** PROBLEM DESCRIPTION **
Say how many lines in the entries hold the word "SalaryFilter", and reply with that number only.

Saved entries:
--
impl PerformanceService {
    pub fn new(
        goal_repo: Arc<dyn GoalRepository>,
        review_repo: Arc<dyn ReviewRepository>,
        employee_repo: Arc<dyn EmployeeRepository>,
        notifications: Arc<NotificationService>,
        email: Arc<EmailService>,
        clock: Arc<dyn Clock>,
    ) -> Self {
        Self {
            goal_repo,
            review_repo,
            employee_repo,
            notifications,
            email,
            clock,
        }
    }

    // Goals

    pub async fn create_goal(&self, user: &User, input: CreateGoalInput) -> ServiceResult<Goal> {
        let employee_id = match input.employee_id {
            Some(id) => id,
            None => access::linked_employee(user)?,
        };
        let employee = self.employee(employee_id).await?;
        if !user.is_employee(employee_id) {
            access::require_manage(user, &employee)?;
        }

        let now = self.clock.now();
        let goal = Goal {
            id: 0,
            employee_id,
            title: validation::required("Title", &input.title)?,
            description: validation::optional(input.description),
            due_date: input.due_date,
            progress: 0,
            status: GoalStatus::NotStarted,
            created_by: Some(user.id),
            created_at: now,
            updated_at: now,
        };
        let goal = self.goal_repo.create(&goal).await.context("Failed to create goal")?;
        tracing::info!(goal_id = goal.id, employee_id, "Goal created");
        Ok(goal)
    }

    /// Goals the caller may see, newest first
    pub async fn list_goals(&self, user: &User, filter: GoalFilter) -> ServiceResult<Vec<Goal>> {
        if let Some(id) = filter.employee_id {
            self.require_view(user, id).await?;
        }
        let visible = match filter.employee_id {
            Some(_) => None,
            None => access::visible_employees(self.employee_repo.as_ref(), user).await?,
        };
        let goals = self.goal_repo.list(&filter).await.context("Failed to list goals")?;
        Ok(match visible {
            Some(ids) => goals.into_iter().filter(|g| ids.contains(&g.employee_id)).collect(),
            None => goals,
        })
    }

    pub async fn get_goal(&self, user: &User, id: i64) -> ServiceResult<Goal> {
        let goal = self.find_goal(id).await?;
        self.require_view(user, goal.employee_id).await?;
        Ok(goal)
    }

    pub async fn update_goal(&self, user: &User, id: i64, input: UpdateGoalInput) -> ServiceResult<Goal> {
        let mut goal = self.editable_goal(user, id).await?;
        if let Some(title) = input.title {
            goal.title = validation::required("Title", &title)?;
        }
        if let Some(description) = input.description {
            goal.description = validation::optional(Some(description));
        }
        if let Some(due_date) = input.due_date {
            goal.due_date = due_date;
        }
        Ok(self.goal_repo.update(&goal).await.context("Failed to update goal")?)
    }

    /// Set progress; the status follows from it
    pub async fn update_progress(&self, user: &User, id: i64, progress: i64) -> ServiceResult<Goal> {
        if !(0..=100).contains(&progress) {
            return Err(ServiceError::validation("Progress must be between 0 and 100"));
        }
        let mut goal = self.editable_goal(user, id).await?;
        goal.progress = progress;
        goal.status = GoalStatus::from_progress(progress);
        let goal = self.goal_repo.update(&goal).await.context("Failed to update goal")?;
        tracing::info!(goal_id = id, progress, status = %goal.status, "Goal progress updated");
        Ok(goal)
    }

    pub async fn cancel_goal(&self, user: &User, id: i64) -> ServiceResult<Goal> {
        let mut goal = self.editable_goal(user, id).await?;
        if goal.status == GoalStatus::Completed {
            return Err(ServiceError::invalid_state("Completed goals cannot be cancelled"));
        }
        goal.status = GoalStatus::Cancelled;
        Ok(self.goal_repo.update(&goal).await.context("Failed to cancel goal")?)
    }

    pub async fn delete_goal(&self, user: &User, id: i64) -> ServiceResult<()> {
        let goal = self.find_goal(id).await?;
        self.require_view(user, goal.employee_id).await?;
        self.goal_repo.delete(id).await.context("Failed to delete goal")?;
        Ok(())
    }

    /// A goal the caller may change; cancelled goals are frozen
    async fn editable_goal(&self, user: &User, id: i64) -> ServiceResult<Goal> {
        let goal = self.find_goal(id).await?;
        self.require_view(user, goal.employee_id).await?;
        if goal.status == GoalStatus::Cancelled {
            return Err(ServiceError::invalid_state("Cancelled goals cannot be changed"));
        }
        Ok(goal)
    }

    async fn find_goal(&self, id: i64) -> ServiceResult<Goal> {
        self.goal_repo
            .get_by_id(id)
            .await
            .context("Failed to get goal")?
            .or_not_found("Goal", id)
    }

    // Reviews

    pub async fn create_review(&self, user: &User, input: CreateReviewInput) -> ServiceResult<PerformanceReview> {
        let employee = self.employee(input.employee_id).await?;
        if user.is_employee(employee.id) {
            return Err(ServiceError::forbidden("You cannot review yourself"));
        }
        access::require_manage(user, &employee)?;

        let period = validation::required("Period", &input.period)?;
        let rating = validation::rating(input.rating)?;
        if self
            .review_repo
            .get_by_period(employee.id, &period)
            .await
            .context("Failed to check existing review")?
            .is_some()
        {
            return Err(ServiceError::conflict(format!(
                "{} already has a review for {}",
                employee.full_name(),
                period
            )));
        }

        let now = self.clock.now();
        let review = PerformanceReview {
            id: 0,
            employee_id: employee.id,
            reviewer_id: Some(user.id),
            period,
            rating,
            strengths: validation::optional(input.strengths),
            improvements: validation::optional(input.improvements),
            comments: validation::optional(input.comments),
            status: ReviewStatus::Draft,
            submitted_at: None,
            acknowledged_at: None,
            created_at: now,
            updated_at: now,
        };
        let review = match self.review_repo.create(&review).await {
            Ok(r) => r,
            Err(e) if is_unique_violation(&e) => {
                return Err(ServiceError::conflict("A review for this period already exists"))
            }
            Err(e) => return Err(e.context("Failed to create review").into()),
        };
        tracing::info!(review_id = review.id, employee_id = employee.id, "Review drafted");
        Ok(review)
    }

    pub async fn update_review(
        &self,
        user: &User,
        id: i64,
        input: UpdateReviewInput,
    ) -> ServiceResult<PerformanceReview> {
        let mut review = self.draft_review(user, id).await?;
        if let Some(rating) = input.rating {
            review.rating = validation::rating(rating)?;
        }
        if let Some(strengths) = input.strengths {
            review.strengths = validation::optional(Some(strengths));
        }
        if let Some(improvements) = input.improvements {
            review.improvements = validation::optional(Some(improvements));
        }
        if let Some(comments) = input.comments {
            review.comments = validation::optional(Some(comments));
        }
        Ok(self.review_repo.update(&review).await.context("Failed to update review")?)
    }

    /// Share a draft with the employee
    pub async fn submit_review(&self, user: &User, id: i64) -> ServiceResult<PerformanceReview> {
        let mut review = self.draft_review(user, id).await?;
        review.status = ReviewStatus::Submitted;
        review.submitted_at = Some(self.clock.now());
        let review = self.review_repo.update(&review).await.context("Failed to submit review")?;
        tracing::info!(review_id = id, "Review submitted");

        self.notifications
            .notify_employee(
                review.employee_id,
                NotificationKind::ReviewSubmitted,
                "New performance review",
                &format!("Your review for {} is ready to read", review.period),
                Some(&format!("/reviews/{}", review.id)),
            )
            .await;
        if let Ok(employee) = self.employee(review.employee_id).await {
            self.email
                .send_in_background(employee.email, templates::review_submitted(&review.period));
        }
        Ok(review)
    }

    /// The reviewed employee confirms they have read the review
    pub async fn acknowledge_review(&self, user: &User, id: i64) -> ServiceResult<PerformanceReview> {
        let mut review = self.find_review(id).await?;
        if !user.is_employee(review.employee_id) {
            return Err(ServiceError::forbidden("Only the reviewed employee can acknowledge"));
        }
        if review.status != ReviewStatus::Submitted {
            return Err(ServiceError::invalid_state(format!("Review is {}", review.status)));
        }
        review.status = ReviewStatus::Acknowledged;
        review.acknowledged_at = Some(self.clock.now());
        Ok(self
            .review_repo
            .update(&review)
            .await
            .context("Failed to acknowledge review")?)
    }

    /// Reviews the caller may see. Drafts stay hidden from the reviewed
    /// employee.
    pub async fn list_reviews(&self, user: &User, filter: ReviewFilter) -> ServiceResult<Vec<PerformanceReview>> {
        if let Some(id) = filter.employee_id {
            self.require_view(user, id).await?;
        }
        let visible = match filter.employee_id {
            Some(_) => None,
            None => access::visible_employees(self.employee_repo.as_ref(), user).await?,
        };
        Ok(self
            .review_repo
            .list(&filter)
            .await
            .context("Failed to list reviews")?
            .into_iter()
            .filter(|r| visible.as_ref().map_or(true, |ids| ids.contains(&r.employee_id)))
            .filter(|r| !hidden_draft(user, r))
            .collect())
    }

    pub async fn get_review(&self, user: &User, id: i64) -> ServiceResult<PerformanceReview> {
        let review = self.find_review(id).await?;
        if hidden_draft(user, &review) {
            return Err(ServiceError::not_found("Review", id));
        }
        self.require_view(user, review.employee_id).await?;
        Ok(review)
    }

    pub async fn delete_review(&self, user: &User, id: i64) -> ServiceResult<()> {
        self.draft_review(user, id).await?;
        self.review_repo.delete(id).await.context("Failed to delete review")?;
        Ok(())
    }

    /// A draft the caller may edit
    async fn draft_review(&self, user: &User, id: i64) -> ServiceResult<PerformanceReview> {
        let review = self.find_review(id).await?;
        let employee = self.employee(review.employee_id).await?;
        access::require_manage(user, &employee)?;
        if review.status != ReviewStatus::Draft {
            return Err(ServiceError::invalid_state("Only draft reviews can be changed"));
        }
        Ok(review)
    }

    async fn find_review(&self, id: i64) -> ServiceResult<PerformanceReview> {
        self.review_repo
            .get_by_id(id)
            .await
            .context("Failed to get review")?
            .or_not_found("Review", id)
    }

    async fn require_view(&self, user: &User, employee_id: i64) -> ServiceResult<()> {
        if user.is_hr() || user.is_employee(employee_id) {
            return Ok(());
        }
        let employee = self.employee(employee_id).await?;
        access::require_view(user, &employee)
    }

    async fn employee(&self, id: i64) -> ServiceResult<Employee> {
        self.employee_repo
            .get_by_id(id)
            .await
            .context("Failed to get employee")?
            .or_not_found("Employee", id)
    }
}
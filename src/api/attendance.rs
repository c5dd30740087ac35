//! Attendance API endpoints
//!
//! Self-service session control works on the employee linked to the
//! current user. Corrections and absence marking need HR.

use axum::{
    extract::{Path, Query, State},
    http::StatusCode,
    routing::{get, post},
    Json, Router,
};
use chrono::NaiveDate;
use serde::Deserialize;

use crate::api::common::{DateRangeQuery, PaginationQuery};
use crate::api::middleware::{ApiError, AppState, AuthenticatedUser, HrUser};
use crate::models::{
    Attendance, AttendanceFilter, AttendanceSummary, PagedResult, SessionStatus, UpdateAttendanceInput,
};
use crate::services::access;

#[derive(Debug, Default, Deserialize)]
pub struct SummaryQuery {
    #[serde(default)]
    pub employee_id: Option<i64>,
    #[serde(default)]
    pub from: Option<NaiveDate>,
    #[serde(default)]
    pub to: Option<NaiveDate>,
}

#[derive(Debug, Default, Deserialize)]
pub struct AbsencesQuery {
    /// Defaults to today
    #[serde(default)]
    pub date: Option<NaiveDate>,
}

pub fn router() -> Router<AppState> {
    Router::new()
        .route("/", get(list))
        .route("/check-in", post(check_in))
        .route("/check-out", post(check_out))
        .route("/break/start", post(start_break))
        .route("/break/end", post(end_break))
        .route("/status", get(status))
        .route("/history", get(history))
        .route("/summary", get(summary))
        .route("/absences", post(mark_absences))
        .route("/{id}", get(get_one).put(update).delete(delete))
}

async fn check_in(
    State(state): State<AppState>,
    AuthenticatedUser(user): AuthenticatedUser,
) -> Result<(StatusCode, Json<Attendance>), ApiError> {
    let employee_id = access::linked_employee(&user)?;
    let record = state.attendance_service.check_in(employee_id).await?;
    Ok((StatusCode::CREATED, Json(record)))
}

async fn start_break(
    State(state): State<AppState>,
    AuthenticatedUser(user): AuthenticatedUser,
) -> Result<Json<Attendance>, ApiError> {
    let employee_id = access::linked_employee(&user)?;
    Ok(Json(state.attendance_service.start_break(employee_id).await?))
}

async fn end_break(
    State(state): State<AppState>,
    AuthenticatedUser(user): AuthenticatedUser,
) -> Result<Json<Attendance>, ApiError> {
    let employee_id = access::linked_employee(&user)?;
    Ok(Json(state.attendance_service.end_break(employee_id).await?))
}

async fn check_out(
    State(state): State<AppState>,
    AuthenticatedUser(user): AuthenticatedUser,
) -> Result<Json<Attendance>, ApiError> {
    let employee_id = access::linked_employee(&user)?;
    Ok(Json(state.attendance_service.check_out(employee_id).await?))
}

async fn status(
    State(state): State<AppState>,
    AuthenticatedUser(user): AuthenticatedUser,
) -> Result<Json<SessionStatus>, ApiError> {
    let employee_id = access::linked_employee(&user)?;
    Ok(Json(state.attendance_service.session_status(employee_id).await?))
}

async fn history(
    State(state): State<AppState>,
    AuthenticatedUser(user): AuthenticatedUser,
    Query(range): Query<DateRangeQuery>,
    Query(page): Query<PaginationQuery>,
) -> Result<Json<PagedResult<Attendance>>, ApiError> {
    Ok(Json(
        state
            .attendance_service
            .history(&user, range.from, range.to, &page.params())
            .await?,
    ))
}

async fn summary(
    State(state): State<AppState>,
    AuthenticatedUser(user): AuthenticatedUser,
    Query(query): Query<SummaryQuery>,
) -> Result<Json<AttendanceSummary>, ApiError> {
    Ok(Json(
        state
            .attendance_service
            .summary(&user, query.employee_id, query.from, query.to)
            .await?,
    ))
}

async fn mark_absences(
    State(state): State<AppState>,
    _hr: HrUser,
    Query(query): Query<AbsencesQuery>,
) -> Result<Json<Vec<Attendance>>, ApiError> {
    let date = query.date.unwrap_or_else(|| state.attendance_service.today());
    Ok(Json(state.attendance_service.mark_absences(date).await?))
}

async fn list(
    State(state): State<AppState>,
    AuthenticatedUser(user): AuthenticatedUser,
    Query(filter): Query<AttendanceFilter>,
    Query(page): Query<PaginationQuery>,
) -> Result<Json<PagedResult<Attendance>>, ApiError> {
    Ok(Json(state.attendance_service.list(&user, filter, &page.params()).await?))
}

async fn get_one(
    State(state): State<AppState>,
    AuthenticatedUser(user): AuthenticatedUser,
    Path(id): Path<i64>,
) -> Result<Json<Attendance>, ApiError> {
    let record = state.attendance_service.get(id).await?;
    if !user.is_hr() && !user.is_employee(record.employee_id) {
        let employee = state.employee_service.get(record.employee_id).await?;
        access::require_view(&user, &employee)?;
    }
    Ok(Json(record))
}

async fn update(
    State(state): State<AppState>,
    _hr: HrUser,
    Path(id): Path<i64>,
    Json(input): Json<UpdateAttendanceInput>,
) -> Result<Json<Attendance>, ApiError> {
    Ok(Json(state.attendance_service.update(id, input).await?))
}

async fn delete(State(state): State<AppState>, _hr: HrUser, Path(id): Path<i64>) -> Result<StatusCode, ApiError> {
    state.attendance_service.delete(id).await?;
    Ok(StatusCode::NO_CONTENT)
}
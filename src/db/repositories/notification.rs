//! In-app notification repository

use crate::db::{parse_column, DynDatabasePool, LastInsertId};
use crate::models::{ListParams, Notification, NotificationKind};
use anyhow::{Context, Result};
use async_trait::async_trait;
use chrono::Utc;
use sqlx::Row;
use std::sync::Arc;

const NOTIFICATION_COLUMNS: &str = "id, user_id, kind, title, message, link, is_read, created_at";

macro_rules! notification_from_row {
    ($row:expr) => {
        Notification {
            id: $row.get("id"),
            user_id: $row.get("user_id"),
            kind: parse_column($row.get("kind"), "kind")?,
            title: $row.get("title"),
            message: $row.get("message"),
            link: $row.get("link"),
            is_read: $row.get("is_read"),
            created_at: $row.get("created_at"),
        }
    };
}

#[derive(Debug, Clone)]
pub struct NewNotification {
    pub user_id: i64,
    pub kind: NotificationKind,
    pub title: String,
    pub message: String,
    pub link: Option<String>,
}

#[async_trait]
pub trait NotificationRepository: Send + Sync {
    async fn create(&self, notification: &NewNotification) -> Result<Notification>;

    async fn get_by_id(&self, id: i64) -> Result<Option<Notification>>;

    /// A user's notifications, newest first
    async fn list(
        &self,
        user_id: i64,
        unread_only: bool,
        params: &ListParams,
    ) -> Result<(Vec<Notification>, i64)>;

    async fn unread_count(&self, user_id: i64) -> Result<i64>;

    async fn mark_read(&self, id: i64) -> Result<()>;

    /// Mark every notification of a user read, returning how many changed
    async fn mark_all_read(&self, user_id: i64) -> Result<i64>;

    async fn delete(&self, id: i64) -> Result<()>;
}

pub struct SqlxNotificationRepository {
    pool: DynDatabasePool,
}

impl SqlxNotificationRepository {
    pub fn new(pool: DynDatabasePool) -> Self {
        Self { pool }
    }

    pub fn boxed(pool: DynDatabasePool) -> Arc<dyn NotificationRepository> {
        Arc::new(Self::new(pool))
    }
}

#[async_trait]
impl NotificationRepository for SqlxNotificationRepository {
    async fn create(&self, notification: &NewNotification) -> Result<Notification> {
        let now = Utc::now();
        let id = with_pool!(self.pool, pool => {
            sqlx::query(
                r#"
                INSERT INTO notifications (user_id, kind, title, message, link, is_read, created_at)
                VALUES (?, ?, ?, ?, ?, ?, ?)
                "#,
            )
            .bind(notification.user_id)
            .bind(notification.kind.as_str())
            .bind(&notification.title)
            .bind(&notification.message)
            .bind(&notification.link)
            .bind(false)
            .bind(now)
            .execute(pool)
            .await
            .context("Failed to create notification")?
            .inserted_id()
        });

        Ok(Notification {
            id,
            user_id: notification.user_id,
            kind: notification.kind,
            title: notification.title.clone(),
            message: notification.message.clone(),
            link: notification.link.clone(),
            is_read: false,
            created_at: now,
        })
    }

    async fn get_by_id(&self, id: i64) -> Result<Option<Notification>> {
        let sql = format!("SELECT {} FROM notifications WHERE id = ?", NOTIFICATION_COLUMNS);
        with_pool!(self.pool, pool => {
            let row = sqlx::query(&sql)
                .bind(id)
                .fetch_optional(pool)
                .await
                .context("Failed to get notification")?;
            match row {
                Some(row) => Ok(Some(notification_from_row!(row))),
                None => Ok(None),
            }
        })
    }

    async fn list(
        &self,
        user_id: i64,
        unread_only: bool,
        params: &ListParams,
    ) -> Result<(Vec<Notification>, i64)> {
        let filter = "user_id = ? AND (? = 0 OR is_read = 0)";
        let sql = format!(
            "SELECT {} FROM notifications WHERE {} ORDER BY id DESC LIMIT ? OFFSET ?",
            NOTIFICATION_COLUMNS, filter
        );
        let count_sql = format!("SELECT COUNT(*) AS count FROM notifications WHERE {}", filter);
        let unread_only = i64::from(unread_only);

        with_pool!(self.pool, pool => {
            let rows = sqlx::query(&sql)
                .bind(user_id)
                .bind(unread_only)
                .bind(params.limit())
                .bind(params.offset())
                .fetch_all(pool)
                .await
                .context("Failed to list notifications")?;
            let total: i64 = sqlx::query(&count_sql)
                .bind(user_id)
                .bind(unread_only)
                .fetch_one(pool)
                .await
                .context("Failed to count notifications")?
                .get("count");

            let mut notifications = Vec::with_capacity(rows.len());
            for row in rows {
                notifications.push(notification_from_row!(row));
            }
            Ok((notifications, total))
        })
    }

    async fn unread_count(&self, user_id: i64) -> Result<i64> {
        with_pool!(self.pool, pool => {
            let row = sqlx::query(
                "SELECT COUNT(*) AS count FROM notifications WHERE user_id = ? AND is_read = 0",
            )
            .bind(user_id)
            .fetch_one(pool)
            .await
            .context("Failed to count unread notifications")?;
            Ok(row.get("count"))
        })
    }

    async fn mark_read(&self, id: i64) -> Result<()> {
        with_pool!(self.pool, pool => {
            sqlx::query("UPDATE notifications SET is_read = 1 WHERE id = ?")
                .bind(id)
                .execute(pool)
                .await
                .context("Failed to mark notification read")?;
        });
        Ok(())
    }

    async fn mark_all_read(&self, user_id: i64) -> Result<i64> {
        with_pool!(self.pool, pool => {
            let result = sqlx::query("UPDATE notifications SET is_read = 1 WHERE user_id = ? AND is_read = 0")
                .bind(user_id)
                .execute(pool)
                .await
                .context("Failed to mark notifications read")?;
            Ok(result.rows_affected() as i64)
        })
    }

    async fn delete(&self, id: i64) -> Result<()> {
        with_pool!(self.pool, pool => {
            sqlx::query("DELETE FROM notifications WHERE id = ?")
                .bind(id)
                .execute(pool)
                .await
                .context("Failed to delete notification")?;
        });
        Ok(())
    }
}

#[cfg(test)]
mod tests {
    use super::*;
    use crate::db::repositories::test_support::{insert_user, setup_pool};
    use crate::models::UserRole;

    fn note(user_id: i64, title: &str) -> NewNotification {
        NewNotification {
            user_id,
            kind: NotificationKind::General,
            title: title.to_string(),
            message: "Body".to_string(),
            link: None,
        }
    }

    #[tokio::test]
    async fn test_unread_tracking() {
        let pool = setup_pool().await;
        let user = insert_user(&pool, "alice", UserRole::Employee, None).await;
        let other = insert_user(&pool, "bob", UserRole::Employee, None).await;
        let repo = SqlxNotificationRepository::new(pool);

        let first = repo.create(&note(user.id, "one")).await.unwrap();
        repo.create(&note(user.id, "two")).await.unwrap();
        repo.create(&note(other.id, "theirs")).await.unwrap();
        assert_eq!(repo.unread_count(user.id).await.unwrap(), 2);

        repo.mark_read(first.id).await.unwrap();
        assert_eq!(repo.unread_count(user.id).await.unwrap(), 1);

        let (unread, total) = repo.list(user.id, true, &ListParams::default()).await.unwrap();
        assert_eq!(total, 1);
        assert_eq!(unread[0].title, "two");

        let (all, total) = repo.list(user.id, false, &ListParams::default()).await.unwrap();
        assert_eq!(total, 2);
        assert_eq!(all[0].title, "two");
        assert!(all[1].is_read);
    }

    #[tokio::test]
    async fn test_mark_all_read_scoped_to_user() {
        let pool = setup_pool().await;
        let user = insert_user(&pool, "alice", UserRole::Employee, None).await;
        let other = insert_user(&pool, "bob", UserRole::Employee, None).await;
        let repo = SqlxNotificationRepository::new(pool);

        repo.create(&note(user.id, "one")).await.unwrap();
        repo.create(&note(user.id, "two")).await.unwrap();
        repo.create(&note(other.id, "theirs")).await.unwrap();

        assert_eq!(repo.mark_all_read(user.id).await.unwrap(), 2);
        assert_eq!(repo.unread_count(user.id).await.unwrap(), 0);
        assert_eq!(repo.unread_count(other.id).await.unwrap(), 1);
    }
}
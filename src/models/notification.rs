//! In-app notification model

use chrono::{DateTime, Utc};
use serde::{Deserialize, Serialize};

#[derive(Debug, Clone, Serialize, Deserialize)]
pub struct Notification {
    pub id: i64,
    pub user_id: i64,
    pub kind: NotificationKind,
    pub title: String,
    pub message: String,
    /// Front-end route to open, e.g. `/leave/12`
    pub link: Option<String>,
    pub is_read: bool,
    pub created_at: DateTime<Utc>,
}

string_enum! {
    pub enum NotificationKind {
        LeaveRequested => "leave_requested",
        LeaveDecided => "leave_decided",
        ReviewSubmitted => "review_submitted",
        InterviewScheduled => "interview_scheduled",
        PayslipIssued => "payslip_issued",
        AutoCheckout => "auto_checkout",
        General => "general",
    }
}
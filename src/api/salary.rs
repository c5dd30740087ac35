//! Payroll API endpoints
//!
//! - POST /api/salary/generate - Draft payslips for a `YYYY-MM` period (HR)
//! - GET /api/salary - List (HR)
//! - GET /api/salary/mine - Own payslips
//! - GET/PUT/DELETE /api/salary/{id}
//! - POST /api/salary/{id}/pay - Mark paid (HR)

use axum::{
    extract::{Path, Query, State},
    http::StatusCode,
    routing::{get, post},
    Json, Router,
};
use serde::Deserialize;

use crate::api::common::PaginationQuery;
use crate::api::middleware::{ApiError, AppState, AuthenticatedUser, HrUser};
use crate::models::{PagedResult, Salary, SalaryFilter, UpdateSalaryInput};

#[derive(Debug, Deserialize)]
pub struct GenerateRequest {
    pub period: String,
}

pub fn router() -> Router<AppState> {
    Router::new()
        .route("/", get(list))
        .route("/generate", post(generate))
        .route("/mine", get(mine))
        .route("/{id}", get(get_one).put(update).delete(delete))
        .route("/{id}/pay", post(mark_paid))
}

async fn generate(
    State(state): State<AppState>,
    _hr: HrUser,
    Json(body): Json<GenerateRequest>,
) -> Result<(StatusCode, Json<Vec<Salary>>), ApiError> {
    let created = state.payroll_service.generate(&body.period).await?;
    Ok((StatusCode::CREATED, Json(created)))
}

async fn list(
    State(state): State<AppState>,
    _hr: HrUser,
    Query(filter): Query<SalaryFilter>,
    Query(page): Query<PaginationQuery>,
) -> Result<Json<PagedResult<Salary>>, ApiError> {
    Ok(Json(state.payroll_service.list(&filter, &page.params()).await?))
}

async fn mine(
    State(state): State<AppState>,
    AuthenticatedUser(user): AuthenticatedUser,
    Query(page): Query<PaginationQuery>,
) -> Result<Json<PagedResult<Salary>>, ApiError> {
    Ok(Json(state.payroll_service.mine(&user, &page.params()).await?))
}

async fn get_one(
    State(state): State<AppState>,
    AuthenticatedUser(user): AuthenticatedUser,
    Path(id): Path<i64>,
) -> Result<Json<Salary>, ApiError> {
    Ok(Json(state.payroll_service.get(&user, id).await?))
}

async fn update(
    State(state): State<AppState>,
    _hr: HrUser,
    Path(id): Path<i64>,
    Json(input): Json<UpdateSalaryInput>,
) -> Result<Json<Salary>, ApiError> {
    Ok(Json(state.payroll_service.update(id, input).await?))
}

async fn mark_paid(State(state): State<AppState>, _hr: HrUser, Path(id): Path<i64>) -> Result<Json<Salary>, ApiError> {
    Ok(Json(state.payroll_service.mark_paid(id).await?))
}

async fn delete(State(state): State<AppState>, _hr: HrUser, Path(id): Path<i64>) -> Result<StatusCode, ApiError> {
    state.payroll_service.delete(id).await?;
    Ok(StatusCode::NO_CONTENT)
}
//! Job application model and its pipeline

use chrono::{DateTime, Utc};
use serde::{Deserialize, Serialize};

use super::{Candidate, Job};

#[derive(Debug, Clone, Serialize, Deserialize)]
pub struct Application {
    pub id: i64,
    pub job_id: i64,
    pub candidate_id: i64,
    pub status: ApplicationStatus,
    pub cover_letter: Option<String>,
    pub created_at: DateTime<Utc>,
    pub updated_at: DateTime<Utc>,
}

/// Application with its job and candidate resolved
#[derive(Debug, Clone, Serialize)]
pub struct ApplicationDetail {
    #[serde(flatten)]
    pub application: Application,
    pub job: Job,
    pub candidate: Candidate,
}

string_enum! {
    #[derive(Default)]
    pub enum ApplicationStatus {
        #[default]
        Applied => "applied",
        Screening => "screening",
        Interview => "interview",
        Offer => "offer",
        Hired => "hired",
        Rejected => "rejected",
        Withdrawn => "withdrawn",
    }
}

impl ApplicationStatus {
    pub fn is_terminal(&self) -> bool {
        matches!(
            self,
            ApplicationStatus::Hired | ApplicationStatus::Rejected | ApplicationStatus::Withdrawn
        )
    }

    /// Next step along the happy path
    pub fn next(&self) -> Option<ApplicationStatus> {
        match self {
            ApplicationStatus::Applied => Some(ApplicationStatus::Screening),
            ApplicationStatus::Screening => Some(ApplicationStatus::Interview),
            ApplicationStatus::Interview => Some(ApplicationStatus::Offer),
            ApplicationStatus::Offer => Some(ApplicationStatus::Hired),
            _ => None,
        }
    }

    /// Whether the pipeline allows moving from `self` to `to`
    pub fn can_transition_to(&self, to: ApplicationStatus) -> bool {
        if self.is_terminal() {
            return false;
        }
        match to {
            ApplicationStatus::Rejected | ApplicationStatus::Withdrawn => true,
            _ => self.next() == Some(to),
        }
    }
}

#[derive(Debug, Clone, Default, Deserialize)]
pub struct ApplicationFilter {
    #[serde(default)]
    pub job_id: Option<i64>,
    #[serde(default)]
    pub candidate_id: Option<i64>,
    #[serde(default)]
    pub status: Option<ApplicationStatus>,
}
--
** EXERCISE ANSWER **
2